Saved data entries
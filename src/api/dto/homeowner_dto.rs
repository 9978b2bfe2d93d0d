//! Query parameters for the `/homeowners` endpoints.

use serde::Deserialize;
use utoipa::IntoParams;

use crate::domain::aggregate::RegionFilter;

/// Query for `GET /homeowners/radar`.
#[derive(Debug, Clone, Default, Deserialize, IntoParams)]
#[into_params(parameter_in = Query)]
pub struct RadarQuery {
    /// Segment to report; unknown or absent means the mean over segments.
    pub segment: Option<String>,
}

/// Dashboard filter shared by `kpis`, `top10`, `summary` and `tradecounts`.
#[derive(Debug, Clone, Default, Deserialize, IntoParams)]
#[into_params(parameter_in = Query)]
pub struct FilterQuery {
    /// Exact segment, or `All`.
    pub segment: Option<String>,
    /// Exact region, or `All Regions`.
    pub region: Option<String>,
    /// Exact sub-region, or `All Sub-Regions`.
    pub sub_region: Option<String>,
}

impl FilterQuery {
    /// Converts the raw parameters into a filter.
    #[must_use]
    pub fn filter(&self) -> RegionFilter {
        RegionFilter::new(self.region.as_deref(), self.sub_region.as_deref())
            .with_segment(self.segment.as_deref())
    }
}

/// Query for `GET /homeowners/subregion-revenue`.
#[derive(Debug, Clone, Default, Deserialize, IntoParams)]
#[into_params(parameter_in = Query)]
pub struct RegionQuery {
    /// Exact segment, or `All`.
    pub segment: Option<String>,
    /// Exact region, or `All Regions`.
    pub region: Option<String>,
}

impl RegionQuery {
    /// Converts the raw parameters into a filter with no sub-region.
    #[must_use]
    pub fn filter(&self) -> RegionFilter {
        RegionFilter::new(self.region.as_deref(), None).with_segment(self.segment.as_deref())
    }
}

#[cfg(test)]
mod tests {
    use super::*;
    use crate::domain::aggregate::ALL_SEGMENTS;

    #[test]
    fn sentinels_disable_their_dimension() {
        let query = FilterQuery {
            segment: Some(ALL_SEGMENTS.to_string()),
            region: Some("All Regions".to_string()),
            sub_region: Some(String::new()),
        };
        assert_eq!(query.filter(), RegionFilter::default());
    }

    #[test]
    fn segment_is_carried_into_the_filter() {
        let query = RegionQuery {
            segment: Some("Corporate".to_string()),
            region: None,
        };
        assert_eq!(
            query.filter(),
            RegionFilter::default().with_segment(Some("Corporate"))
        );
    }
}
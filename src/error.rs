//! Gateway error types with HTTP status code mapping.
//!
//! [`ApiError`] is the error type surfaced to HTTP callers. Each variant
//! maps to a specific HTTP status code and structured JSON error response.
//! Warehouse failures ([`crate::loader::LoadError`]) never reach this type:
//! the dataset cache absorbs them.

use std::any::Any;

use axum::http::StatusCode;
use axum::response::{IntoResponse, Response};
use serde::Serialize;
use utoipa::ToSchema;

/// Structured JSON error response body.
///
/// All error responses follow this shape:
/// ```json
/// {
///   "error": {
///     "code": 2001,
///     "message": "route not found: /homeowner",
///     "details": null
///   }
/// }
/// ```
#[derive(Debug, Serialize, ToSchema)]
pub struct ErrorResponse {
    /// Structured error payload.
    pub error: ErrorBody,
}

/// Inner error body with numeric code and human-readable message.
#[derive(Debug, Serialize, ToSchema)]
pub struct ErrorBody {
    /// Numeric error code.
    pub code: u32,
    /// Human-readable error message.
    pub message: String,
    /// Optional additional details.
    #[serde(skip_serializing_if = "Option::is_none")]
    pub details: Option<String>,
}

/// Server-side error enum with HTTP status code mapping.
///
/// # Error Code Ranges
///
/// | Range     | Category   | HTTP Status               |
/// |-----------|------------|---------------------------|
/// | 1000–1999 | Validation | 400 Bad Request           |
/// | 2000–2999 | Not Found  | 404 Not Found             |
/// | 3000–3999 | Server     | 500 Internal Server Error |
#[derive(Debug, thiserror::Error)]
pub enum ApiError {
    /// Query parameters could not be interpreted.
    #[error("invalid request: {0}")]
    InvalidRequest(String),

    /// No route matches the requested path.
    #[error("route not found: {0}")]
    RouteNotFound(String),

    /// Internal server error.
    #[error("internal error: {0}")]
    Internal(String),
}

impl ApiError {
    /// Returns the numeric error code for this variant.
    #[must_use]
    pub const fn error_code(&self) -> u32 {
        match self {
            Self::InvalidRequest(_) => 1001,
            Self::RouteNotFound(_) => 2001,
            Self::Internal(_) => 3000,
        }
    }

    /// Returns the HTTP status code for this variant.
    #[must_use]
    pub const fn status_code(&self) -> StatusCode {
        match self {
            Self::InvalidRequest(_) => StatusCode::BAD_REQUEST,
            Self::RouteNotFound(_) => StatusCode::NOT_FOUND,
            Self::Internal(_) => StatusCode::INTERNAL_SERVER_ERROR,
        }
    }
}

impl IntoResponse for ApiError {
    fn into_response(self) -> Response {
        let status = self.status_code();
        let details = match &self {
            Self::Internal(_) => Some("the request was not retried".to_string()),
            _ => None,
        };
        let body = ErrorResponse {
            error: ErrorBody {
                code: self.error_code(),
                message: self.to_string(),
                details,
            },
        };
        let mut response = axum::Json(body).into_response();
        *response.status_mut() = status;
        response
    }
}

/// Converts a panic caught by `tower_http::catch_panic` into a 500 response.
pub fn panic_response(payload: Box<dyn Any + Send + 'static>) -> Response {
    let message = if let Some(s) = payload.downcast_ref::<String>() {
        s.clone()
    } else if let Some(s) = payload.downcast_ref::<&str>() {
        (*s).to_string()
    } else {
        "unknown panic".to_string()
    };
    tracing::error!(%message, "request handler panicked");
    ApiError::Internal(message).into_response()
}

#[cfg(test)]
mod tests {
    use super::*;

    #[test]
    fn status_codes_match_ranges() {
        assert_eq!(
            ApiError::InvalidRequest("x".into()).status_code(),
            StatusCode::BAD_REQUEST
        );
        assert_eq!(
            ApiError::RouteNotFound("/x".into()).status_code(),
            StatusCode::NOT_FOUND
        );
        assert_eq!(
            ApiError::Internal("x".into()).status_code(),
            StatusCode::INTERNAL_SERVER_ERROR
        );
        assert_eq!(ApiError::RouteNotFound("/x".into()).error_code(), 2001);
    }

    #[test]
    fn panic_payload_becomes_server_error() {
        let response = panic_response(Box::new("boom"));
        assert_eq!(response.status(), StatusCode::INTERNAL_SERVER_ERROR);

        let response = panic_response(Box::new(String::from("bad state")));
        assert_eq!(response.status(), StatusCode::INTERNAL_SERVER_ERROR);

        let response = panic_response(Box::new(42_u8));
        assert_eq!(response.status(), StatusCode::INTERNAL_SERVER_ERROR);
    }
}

> **Exercise requirements**
Return each line from the entries above that includes "ErrorResponse".

> **Your response**
pub struct ErrorResponse {
        let body = ErrorResponse {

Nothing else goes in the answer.